_THE TASK_
Where does the word "Option" appear in the data? Copy every line that holds it.

_DATASET EXCERPTS_
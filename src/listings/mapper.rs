// mapper.rs
//
// The listings API has shipped two record layouts: a friendly lowerCamel one
// (`property.bedrooms`, `address.city`) and a verbose PascalCase one
// (`BedroomsTotal`, `Address.City`). Each output field lists the paths to try,
// in priority order.
use crate::listings::models::MappedListing;
use regex::Regex;
use serde_json::Value;
use std::sync::LazyLock;

/// Dotted path into the raw record, e.g. `"property.bedrooms"`.
type FieldPath = &'static str;

const ID: &[FieldPath] = &["id", "ListingID", "mlsNumber"];
const PRICE_FORMATTED: &[FieldPath] = &["listPriceFormatted", "ListPriceFormatted"];
const PRICE_NUMBER: &[FieldPath] = &["listPrice", "ListPrice"];

const ADDRESS_FULL: &[FieldPath] = &["address.full", "Address.Full"];
const ADDRESS_CITY: &[FieldPath] = &["address.city", "Address.City"];
const ADDRESS_STATE: &[FieldPath] = &["address.state", "Address.StateOrProvince", "Address.State"];
const ADDRESS_ZIP: &[FieldPath] = &["address.zip", "Address.PostalCode"];

const BEDS: &[FieldPath] = &["property.bedrooms", "BedroomsTotal"];
const BATHS: &[FieldPath] = &["property.bathrooms", "BathroomsTotalInteger"];
const SQFT: &[FieldPath] = &["property.sqft", "LivingArea"];
const LOT: &[FieldPath] = &["property.lotSize", "LotSizeArea"];
const YEAR: &[FieldPath] = &["property.yearBuilt", "YearBuilt"];
const FEATURES: &[FieldPath] = &["property.features", "InteriorFeatures"];
const IDX_URL: &[FieldPath] = &["urls.public", "PublicURL"];

const BROCHURE_URL: &str = "#";

// Newline, bullet, the bullet as UTF-8 misread as cp1252, or comma.
static RE_FEATURE_SPLIT: LazyLock<Regex> =
    LazyLock::new(|| Regex::new("\n|\u{e2}\u{20ac}\u{a2}|\u{2022}|,").unwrap());

/// Pick the listing record out of an API response body: first element of a
/// `data` array, else a `data` object, else the body itself.
pub fn select_raw(body: &Value) -> &Value {
    match body.get("data") {
        Some(Value::Array(items)) => items.first().unwrap_or(&Value::Null),
        Some(data) if is_truthy(data) => data,
        _ => body,
    }
}

pub fn map_listing(raw: &Value) -> MappedListing {
    let address = [ADDRESS_FULL, ADDRESS_CITY, ADDRESS_STATE, ADDRESS_ZIP]
        .iter()
        .filter_map(|paths| first_truthy(raw, paths))
        .map(display)
        .filter(|part| !part.is_empty())
        .collect::<Vec<_>>()
        .join(", ");

    MappedListing {
        id: first_truthy(raw, ID).map(display).unwrap_or_default(),
        price: price(raw),
        address,
        beds: scalar(raw, BEDS),
        baths: scalar(raw, BATHS),
        sqft: scalar(raw, SQFT),
        lot: scalar(raw, LOT),
        year: scalar(raw, YEAR),
        features: features(raw),
        brochure_url: BROCHURE_URL.to_string(),
        idx_url: first_truthy(raw, IDX_URL).map(display).unwrap_or_default(),
    }
}

/// Follow a dotted path. Missing keys and JSON `null` both resolve to `None`.
pub fn lookup<'a>(raw: &'a Value, path: &str) -> Option<&'a Value> {
    path.split('.')
        .try_fold(raw, |current, key| match current {
            Value::Array(items) => key.parse::<usize>().ok().and_then(|i| items.get(i)),
            _ => current.get(key),
        })
        .filter(|v| !v.is_null())
}

/// First path that resolves to anything but null.
fn first_present<'a>(raw: &'a Value, paths: &[FieldPath]) -> Option<&'a Value> {
    paths.iter().find_map(|path| lookup(raw, path))
}

/// First path that resolves to a non-empty, non-zero, non-false value.
fn first_truthy<'a>(raw: &'a Value, paths: &[FieldPath]) -> Option<&'a Value> {
    paths
        .iter()
        .filter_map(|path| lookup(raw, path))
        .find(|v| is_truthy(v))
}

fn scalar(raw: &Value, paths: &[FieldPath]) -> Value {
    first_present(raw, paths)
        .cloned()
        .unwrap_or_else(|| Value::String(String::new()))
}

fn price(raw: &Value) -> String {
    if let Some(formatted) = first_truthy(raw, PRICE_FORMATTED) {
        return display(formatted);
    }

    first_truthy(raw, PRICE_NUMBER)
        .and_then(as_number)
        .map(format_usd)
        .unwrap_or_default()
}

fn features(raw: &Value) -> Vec<Value> {
    match first_truthy(raw, FEATURES) {
        Some(Value::Array(items)) => items.clone(),
        Some(other) => RE_FEATURE_SPLIT
            .split(&display(other))
            .map(str::trim)
            .filter(|s| !s.is_empty())
            .map(|s| Value::String(s.to_string()))
            .collect(),
        None => vec![],
    }
}

fn is_truthy(v: &Value) -> bool {
    match v {
        Value::Null => false,
        Value::Bool(b) => *b,
        Value::Number(n) => n.as_f64().is_some_and(|f| f != 0.0 && !f.is_nan()),
        Value::String(s) => !s.is_empty(),
        Value::Array(_) | Value::Object(_) => true,
    }
}

fn display(v: &Value) -> String {
    match v {
        Value::String(s) => s.clone(),
        Value::Number(n) => n.to_string(),
        Value::Bool(b) => b.to_string(),
        _ => String::new(),
    }
}

fn as_number(v: &Value) -> Option<f64> {
    let n: Option<f64> = match v {
        Value::Number(n) => n.as_f64(),
        Value::String(s) => s.trim().parse().ok(),
        _ => None,
    };
    n.filter(|f| f.is_finite())
}

/// `$` plus en-US digit grouping, at most three decimals: `450000` -> `$450,000`.
pub fn format_usd(amount: f64) -> String {
    let rounded = (amount * 1000.0).round() / 1000.0;
    let sign = if rounded < 0.0 { "-" } else { "" };
    let abs = rounded.abs();

    let fraction = format!("{:.3}", abs.fract());
    let fraction = fraction
        .trim_start_matches('0')
        .trim_end_matches('0')
        .trim_end_matches('.');

    format!("${sign}{}{fraction}", group_thousands(abs.trunc() as u64))
}

fn group_thousands(n: u64) -> String {
    let digits = n.to_string();
    let mut out = String::with_capacity(digits.len() + digits.len() / 3);
    for (i, ch) in digits.chars().enumerate() {
        if i > 0 && (digits.len() - i) % 3 == 0 {
            out.push(',');
        }
        out.push(ch);
    }
    out
}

_OUTPUT BELOW_
pub fn lookup<'a>(raw: &'a Value, path: &str) -> Option<&'a Value> {
fn first_present<'a>(raw: &'a Value, paths: &[FieldPath]) -> Option<&'a Value> {
fn first_truthy<'a>(raw: &'a Value, paths: &[FieldPath]) -> Option<&'a Value> {
fn as_number(v: &Value) -> Option<f64> {
    let n: Option<f64> = match v {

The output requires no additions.